# [YOUR GOAL]
Using the data below, copy each line that includes the word "save".

# [RECORDS FOR THE TASK]
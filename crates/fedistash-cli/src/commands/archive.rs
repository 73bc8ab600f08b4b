//! Archive command implementation: the incremental sync.

use std::path::Path;
use std::process::ExitCode;

use anyhow::{Context, Result, bail};
use clap::Args;

use fedistash_api::{ApiClient, ApiFeed, FeedKind};
use fedistash_core::{
    AccountId, ArchiveDocument, Collection, Error, FeedItem, MergeOptions, RecordId, reconcile,
};
use fedistash_store::{load, save};

use crate::commands::{authed_client, resolve_accounts, working_dir};
use crate::output;

#[derive(Args, Debug)]
pub struct ArchiveArgs {
    /// Account to archive, as user@domain, or `all`
    pub account: String,

    /// Skip the favourites collection
    #[arg(long)]
    pub no_favourites: bool,

    /// Also archive mentions from the notification feed
    #[arg(long)]
    pub with_mentions: bool,

    /// Also snapshot the follower list
    #[arg(long)]
    pub with_followers: bool,

    /// Also snapshot the list of followed accounts
    #[arg(long)]
    pub with_following: bool,

    /// Also snapshot muted accounts
    #[arg(long)]
    pub with_mutes: bool,

    /// Also snapshot blocked accounts
    #[arg(long)]
    pub with_blocks: bool,

    /// Walk every feed to exhaustion, updating archived copies in place,
    /// instead of stopping at already-archived items
    #[arg(long)]
    pub no_stopping: bool,

    /// Space requests out to stay under the server's rate limit
    #[arg(long)]
    pub pace: bool,
}

pub async fn run(args: ArchiveArgs) -> Result<ExitCode> {
    let dir = working_dir();
    for account in resolve_accounts(dir, &args.account)? {
        archive_account(dir, &account, &args)
            .await
            .with_context(|| format!("failed to archive {}", account))?;
    }
    Ok(ExitCode::SUCCESS)
}

async fn archive_account(dir: &Path, account: &AccountId, args: &ArchiveArgs) -> Result<()> {
    let client = authed_client(dir, account, args.pace)?;
    let me = client.verify_credentials().await?;
    let account_pk: RecordId = serde_json::from_value(me["id"].clone())
        .context("credential check returned no account id")?;

    let path = dir.join(account.archive_file());
    let mut document = load(&path, false)?.unwrap_or_default();
    document.account = me;

    let options = if args.no_stopping {
        MergeOptions::full_refetch()
    } else {
        MergeOptions::incremental()
    };

    let sync_result = sync_account(&client, &mut document, account_pk.as_str(), args, &options).await;

    // Persist whatever was synced before surfacing any error.
    save(&path, &document, output::backup_prompt)?;
    sync_result?;

    output::success(&format!(
        "Archived {} ({} statuses, {} favourites, {} bookmarks)",
        account,
        document.statuses.len(),
        document.favourites.len(),
        document.bookmarks.len(),
    ));
    Ok(())
}

async fn sync_account(
    client: &ApiClient,
    document: &mut ArchiveDocument,
    account_pk: &str,
    args: &ArchiveArgs,
    options: &MergeOptions,
) -> Result<()> {
    sync_records(
        client,
        document,
        Collection::Statuses,
        client.statuses_url(account_pk),
        FeedKind::Records,
        options,
    )
    .await?;

    if !args.no_favourites {
        sync_records(
            client,
            document,
            Collection::Favourites,
            client.favourites_url(),
            FeedKind::Records,
            options,
        )
        .await?;
    }

    sync_records(
        client,
        document,
        Collection::Bookmarks,
        client.bookmarks_url(),
        FeedKind::Records,
        options,
    )
    .await?;

    if args.with_mentions {
        sync_records(
            client,
            document,
            Collection::Mentions,
            client.notifications_url(),
            FeedKind::Notifications,
            options,
        )
        .await?;
    }

    if args.with_followers {
        document.followers = client.fetch_all(&client.followers_url(account_pk)).await?;
    }
    if args.with_following {
        document.following = client.fetch_all(&client.following_url(account_pk)).await?;
    }
    if args.with_mutes {
        document.mutes = client.fetch_all(&client.mutes_url()).await?;
    }
    if args.with_blocks {
        document.blocks = client.fetch_all(&client.blocks_url()).await?;
    }

    Ok(())
}

fn accept_all(_: &FeedItem) -> bool {
    true
}

async fn sync_records(
    client: &ApiClient,
    document: &mut ArchiveDocument,
    collection: Collection,
    first_url: String,
    kind: FeedKind,
    options: &MergeOptions,
) -> Result<()> {
    // Mentions come through the notification feed mixed with follows,
    // favourites, and the rest; everything else takes the feed as-is.
    let accept: fn(&FeedItem) -> bool = match collection {
        Collection::Mentions => FeedItem::is_mention,
        _ => accept_all,
    };

    let mut feed = ApiFeed::new(client, kind, first_url);
    let outcome = match reconcile(document.collection(collection), &mut feed, accept, options).await
    {
        Ok(outcome) => outcome,
        Err(Error::ResumePointLost { id }) => bail!(
            "the newest archived item in {} ({}) is no longer in the feed, \
             so an incremental fetch cannot tell where it left off; \
             re-run with --no-stopping to walk the full feed",
            collection,
            id,
        ),
        Err(err) => return Err(err.into()),
    };

    output::field(
        collection.as_str(),
        &format!(
            "{} new, {} updated, {} already archived",
            outcome.added, outcome.updated, outcome.duplicates
        ),
    );
    *document.collection_mut(collection) = outcome.records;
    Ok(())
}
//! The archived record model and its structural equivalence rules.

use chrono::{DateTime, NaiveDate, NaiveDateTime, Utc};
use serde::{Deserialize, Serialize};
use serde_json::{Map, Value};

use crate::types::RecordId;

/// Fields that churn on every fetch without the record itself changing.
/// They are ignored when deciding whether a stored and a live record match.
const VOLATILE_FIELDS: &[&str] = &[
    "followers_count",
    "following_count",
    "statuses_count",
    "last_status_at",
    "verified_at",
];

/// One archived item: a status, favourite, bookmark, or the status behind a
/// mention notification.
///
/// The merge engine only interprets the identity, the creation timestamp,
/// and the optional boost reference; everything else is carried as an opaque
/// payload and round-trips through the archive untouched.
#[derive(Debug, Clone, Serialize, Deserialize)]
pub struct Record {
    /// Stable identity, normalized to string form.
    pub id: RecordId,

    /// ISO-8601 creation timestamp, kept in its original textual encoding.
    pub created_at: String,

    /// The boosted record, for boost-wrapping records.
    #[serde(default, skip_serializing_if = "Option::is_none")]
    pub reblog: Option<Box<Record>>,

    /// Everything else the server sent.
    #[serde(flatten)]
    pub payload: Map<String, Value>,
}

impl Record {
    /// Creation instant, if the timestamp parses.
    pub fn created(&self) -> Option<DateTime<Utc>> {
        parse_timestamp(&self.created_at)
    }

    /// Structural match: deep equality ignoring volatile fields.
    ///
    /// Two records are equivalent when they share an identity and all
    /// non-volatile content. An absent field, an explicit null, and an empty
    /// string are treated as the same thing, and two textual encodings of
    /// the same instant compare equal.
    pub fn equivalent(&self, other: &Record) -> bool {
        if self.id != other.id {
            return false;
        }
        if !timestamps_equal(&self.created_at, &other.created_at) {
            return false;
        }
        let reblogs_match = match (&self.reblog, &other.reblog) {
            (None, None) => true,
            (Some(a), Some(b)) => a.equivalent(b),
            _ => false,
        };
        reblogs_match && maps_equivalent(&self.payload, &other.payload)
    }
}

/// One raw item from a live feed page.
///
/// The remote service hands back either bare records (statuses, favourites,
/// bookmarks) or notifications wrapping a record plus a type discriminator.
#[derive(Debug, Clone)]
pub enum FeedItem {
    /// A bare record.
    Record(Record),

    /// A notification, possibly wrapping a record.
    Notification {
        /// The notification's own id (needed to dismiss it).
        id: RecordId,
        /// The notification type, e.g. `mention`, `follow`, `reblog`.
        kind: String,
        /// The wrapped record, for types that carry one.
        record: Option<Record>,
    },
}

impl FeedItem {
    /// True for a mention notification that carries a record.
    pub fn is_mention(&self) -> bool {
        matches!(
            self,
            FeedItem::Notification {
                kind,
                record: Some(_),
                ..
            } if kind == "mention"
        )
    }

    /// Resolve this item to the record it archives, if any.
    ///
    /// Bare records resolve to themselves; notifications resolve to their
    /// wrapped record.
    pub fn into_record(self) -> Option<Record> {
        match self {
            FeedItem::Record(record) => Some(record),
            FeedItem::Notification { record, .. } => record,
        }
    }
}

/// Parse an ISO-8601 timestamp in either date-time or date-only form.
pub fn parse_timestamp(s: &str) -> Option<DateTime<Utc>> {
    if let Ok(dt) = DateTime::parse_from_rfc3339(s) {
        return Some(dt.with_timezone(&Utc));
    }
    // Some servers omit the zone designator.
    if let Ok(naive) = NaiveDateTime::parse_from_str(s, "%Y-%m-%dT%H:%M:%S%.f") {
        return Some(naive.and_utc());
    }
    if let Some(prefix) = s.get(..10) {
        if let Ok(date) = NaiveDate::parse_from_str(prefix, "%Y-%m-%d") {
            return Some(date.and_hms_opt(0, 0, 0)?.and_utc());
        }
    }
    None
}

/// Compare two textual timestamps as instants when both parse, falling back
/// to string comparison when they don't. A date-only encoding equals the
/// midnight of the corresponding date-time encoding.
pub fn timestamps_equal(a: &str, b: &str) -> bool {
    match (parse_timestamp(a), parse_timestamp(b)) {
        (Some(ta), Some(tb)) => {
            ta == tb || (ta.date_naive() == tb.date_naive() && is_date_only(a) != is_date_only(b))
        }
        _ => a == b,
    }
}

fn is_date_only(s: &str) -> bool {
    s.len() == 10 && DateTime::parse_from_rfc3339(s).is_err()
}

/// Absent, null, and empty values are interchangeable.
fn is_blank(value: Option<&Value>) -> bool {
    match value {
        None | Some(Value::Null) => true,
        Some(Value::String(s)) => s.is_empty(),
        _ => false,
    }
}

fn values_equivalent(key: &str, a: &Value, b: &Value) -> bool {
    match (a, b) {
        (Value::Object(ma), Value::Object(mb)) => maps_equivalent(ma, mb),
        (Value::Array(va), Value::Array(vb)) => {
            va.len() == vb.len()
                && va
                    .iter()
                    .zip(vb.iter())
                    .all(|(x, y)| values_equivalent(key, x, y))
        }
        (Value::String(sa), Value::String(sb)) if key == "created_at" || key == "edited_at" => {
            timestamps_equal(sa, sb)
        }
        _ => a == b,
    }
}

fn maps_equivalent(a: &Map<String, Value>, b: &Map<String, Value>) -> bool {
    let keys = a.keys().chain(b.keys());
    for key in keys {
        if VOLATILE_FIELDS.contains(&key.as_str()) {
            continue;
        }
        let va = a.get(key);
        let vb = b.get(key);
        if is_blank(va) && is_blank(vb) {
            continue;
        }
        match (va, vb) {
            (Some(x), Some(y)) if values_equivalent(key, x, y) => {}
            _ => return false,
        }
    }
    true
}

#[cfg(test)]
mod tests {
    use super::*;
    use serde_json::json;

    fn record(v: Value) -> Record {
        serde_json::from_value(v).unwrap()
    }

    #[test]
    fn payload_round_trips_through_flatten() {
        let rec = record(json!({
            "id": 7,
            "created_at": "2024-01-05T10:00:00Z",
            "content": "<p>hello</p>",
            "reblog": null,
        }));
        assert_eq!(rec.id, RecordId::new("7"));
        assert!(rec.reblog.is_none());
        let out = serde_json::to_value(&rec).unwrap();
        assert_eq!(out["content"], "<p>hello</p>");
        assert_eq!(out["id"], "7");
    }

    #[test]
    fn volatile_fields_do_not_break_equivalence() {
        let a = record(json!({
            "id": "1",
            "created_at": "2024-01-05T10:00:00Z",
            "account": {"acct": "alice", "followers_count": 10},
        }));
        let b = record(json!({
            "id": "1",
            "created_at": "2024-01-05T10:00:00Z",
            "account": {"acct": "alice", "followers_count": 99, "last_status_at": "2024-02-01"},
        }));
        assert!(a.equivalent(&b));
    }

    #[test]
    fn changed_content_is_not_equivalent() {
        let a = record(json!({"id": "1", "created_at": "2024-01-05", "content": "old"}));
        let b = record(json!({"id": "1", "created_at": "2024-01-05", "content": "edited"}));
        assert!(!a.equivalent(&b));
    }

    #[test]
    fn absent_null_and_empty_are_interchangeable() {
        let a = record(json!({"id": "1", "created_at": "2024-01-05", "spoiler_text": ""}));
        let b = record(json!({"id": "1", "created_at": "2024-01-05", "spoiler_text": null}));
        let c = record(json!({"id": "1", "created_at": "2024-01-05"}));
        assert!(a.equivalent(&b));
        assert!(b.equivalent(&c));
        assert!(a.equivalent(&c));
    }

    #[test]
    fn date_only_and_date_time_encodings_compare_equal() {
        assert!(timestamps_equal("2024-01-05", "2024-01-05T15:30:00Z"));
        assert!(timestamps_equal(
            "2024-01-05T15:30:00Z",
            "2024-01-05T15:30:00.000Z"
        ));
        assert!(!timestamps_equal("2024-01-05", "2024-01-06T00:00:00Z"));
    }

    #[test]
    fn boost_reference_participates_in_equivalence() {
        let a = record(json!({
            "id": "2",
            "created_at": "2024-01-05",
            "reblog": {"id": "9", "created_at": "2024-01-01", "content": "x"},
        }));
        let mut b = a.clone();
        assert!(a.equivalent(&b));
        b.reblog = None;
        assert!(!a.equivalent(&b));
    }

    #[test]
    fn mention_resolution() {
        let item = FeedItem::Notification {
            id: RecordId::new("55"),
            kind: "mention".to_string(),
            record: Some(record(json!({"id": "3", "created_at": "2024-01-05"}))),
        };
        assert!(item.is_mention());
        assert_eq!(item.into_record().unwrap().id, RecordId::new("3"));

        let follow = FeedItem::Notification {
            id: RecordId::new("56"),
            kind: "follow".to_string(),
            record: None,
        };
        assert!(!follow.is_mention());
        assert!(follow.into_record().is_none());
    }
}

# [TASK RESULT]
use fedistash_store::{load, save};
    save(&path, &document, output::backup_prompt)?;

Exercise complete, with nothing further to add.